Entries shown →
————

use anyhow::Result;
use petgraph::graph::NodeIndex;
use std::path::Path;

use super::graph::{build_graph, DependencyGraph};
use super::scc::strongly_connected_components;
use super::symbols::{SymbolTable, SymbolTableBuilder};
use crate::tools::SymbolLister;

/// Immutable result of one analysis run. Each stage produced a snapshot the
/// next one only reads; formatters never mutate any of it.
#[derive(Debug)]
pub struct Analysis {
    pub table: SymbolTable,
    pub graph: DependencyGraph,
    /// Strongly connected components in reverse topological order.
    pub components: Vec<Vec<NodeIndex>>,
}

/// Drives the full pipeline: symbol listing, table construction, graph
/// construction, SCC computation. Stages run sequentially on one thread.
pub struct ArchiveAnalyzer {
    lister: Box<dyn SymbolLister>,
    externals: bool,
}

impl ArchiveAnalyzer {
    pub fn new(lister: Box<dyn SymbolLister>) -> Self {
        Self {
            lister,
            externals: false,
        }
    }

    /// Show unresolved external symbols as isolated pseudo-vertices.
    pub fn with_externals(mut self, externals: bool) -> Self {
        self.externals = externals;
        self
    }

    pub fn analyze<P: AsRef<Path>>(&self, archives: &[P]) -> Result<Analysis> {
        let mut tables = Vec::with_capacity(archives.len());
        for archive in archives {
            let archive = archive.as_ref();
            eprintln!("Listing symbols in {}...", archive.display());
            let records = self.lister.list(archive)?;

            let mut builder = SymbolTableBuilder::new();
            builder.add_records(&records)?;
            tables.push(builder.build());
        }

        let table = SymbolTable::merge(tables)?;
        eprintln!(
            "Found {} object files, {} defined symbols",
            table.objects.len(),
            table.index.len()
        );

        eprintln!("Building dependency graph...");
        let graph = build_graph(&table, self.externals);
        eprintln!(
            "Graph has {} vertices, {} edges",
            graph.node_count(),
            graph.edge_count()
        );

        eprintln!("Computing strongly connected components...");
        let components = strongly_connected_components(&graph);
        let cycles = components.iter().filter(|c| c.len() > 1).count();
        eprintln!(
            "Found {} components ({} circular)",
            components.len(),
            cycles
        );

        Ok(Analysis {
            table,
            graph,
            components,
        })
    }
}
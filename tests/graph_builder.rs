use ardeps::core::{
    build_graph, GraphBuilder, ObjectId, SymbolRecord, SymbolTableBuilder, Vertex,
};
use std::collections::BTreeSet;

fn obj(archive: &str, object: &str) -> Vertex {
    Vertex::Object(ObjectId::new(archive, object))
}

fn table_from(records: &[(&str, &str, char, &str)]) -> ardeps::core::SymbolTable {
    let mut builder = SymbolTableBuilder::new();
    for &(archive, object, code, name) in records {
        builder
            .add_record(&SymbolRecord::new(archive, object, code, name))
            .unwrap();
    }
    builder.build()
}

#[test]
fn builder_deduplicates_vertices_and_edges() {
    let mut gb = GraphBuilder::new();
    let a = obj("lib.a", "a.o");
    let b = obj("lib.a", "b.o");

    let first = gb.add_vertex(a.clone());
    let again = gb.add_vertex(a.clone());
    assert_eq!(first, again);
    gb.add_vertex(b.clone());

    assert!(gb.add_edge(&a, &b).is_some());
    assert!(gb.add_edge(&a, &b).is_none());

    let graph = gb.build();
    assert_eq!(graph.node_count(), 2);
    assert_eq!(graph.edge_count(), 1);
}

#[test]
fn builder_rejects_edges_with_missing_endpoints() {
    let mut gb = GraphBuilder::new();
    let a = obj("lib.a", "a.o");
    gb.add_vertex(a.clone());
    assert!(gb.add_edge(&a, &obj("lib.a", "missing.o")).is_none());
}

#[test]
fn builder_keeps_self_loops() {
    let mut gb = GraphBuilder::new();
    let a = obj("lib.a", "a.o");
    gb.add_vertex(a.clone());
    assert!(gb.add_edge(&a, &a).is_some());
    assert_eq!(gb.build().edge_count(), 1);
}

#[test]
fn needed_symbol_resolves_to_one_edge() {
    let table = table_from(&[
        ("lib.a", "a.o", 'T', "foo"),
        ("lib.a", "b.o", 'U', "foo"),
    ]);
    let graph = build_graph(&table, false);

    assert_eq!(graph.node_count(), 2);
    assert_eq!(graph.edge_count(), 1);
    let edge = graph.edge_indices().next().unwrap();
    let (source, target) = graph.edge_endpoints(edge).unwrap();
    assert_eq!(graph[source], obj("lib.a", "b.o"));
    assert_eq!(graph[target], obj("lib.a", "a.o"));
}

#[test]
fn multiple_symbols_to_same_provider_collapse() {
    let table = table_from(&[
        ("lib.a", "a.o", 'T', "foo"),
        ("lib.a", "a.o", 'T', "bar"),
        ("lib.a", "b.o", 'U', "foo"),
        ("lib.a", "b.o", 'U', "bar"),
    ]);
    let graph = build_graph(&table, false);
    assert_eq!(graph.edge_count(), 1);
}

#[test]
fn unresolved_need_adds_no_edge_by_default() {
    let table = table_from(&[("lib.a", "c.o", 'U', "bar")]);
    let graph = build_graph(&table, false);

    assert_eq!(graph.node_count(), 1);
    assert_eq!(graph.edge_count(), 0);
    assert_eq!(graph.node_weights().next().unwrap(), &obj("lib.a", "c.o"));
}

#[test]
fn externals_mode_shows_unresolved_symbol_as_isolated_vertex() {
    let table = table_from(&[("lib.a", "c.o", 'U', "bar")]);
    let graph = build_graph(&table, true);

    assert_eq!(graph.node_count(), 2);
    assert_eq!(graph.edge_count(), 0);
    let vertices: BTreeSet<&Vertex> = graph.node_weights().collect();
    assert!(vertices.contains(&obj("lib.a", "c.o")));
    assert!(vertices.contains(&Vertex::External("bar".to_string())));
}

#[test]
fn externals_mode_excludes_resolved_symbols() {
    let table = table_from(&[
        ("lib.a", "a.o", 'T', "foo"),
        ("lib.a", "b.o", 'U', "foo"),
        ("lib.a", "b.o", 'U', "puts"),
    ]);
    let graph = build_graph(&table, true);

    // Only the unresolved "puts" becomes a pseudo-vertex.
    assert_eq!(graph.node_count(), 3);
    assert_eq!(graph.edge_count(), 1);
}

#[test]
fn self_reference_is_preserved() {
    let table = table_from(&[
        ("lib.a", "a.o", 'T', "foo"),
        ("lib.a", "a.o", 'U', "foo"),
    ]);
    let graph = build_graph(&table, false);

    assert_eq!(graph.node_count(), 1);
    assert_eq!(graph.edge_count(), 1);
}

#[test]
fn construction_is_deterministic() {
    let records = [
        ("libz.a", "z.o", 'T', "zeta"),
        ("liba.a", "a.o", 'T', "alpha"),
        ("liba.a", "b.o", 'U', "zeta"),
        ("libz.a", "z.o", 'U', "alpha"),
        ("liba.a", "b.o", 'U', "nowhere"),
    ];
    let first = build_graph(&table_from(&records), true);
    let second = build_graph(&table_from(&records), true);

    let nodes_of = |g: &ardeps::core::DependencyGraph| -> Vec<Vertex> {
        g.node_weights().cloned().collect()
    };
    assert_eq!(nodes_of(&first), nodes_of(&second));

    let edges_of = |g: &ardeps::core::DependencyGraph| -> Vec<(Vertex, Vertex)> {
        g.edge_indices()
            .map(|e| {
                let (s, t) = g.edge_endpoints(e).unwrap();
                (g[s].clone(), g[t].clone())
            })
            .collect()
    };
    assert_eq!(edges_of(&first), edges_of(&second));
}
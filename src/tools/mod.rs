pub mod demangle;
pub mod nm;

pub use demangle::{CxxFiltDemangler, Demangler, IdentityDemangler};
pub use nm::{NmLister, SymbolLister};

————

What is required → Only one number is wanted: how many lines in the records above contain the string "SymbolLister".

Solved exercise → 4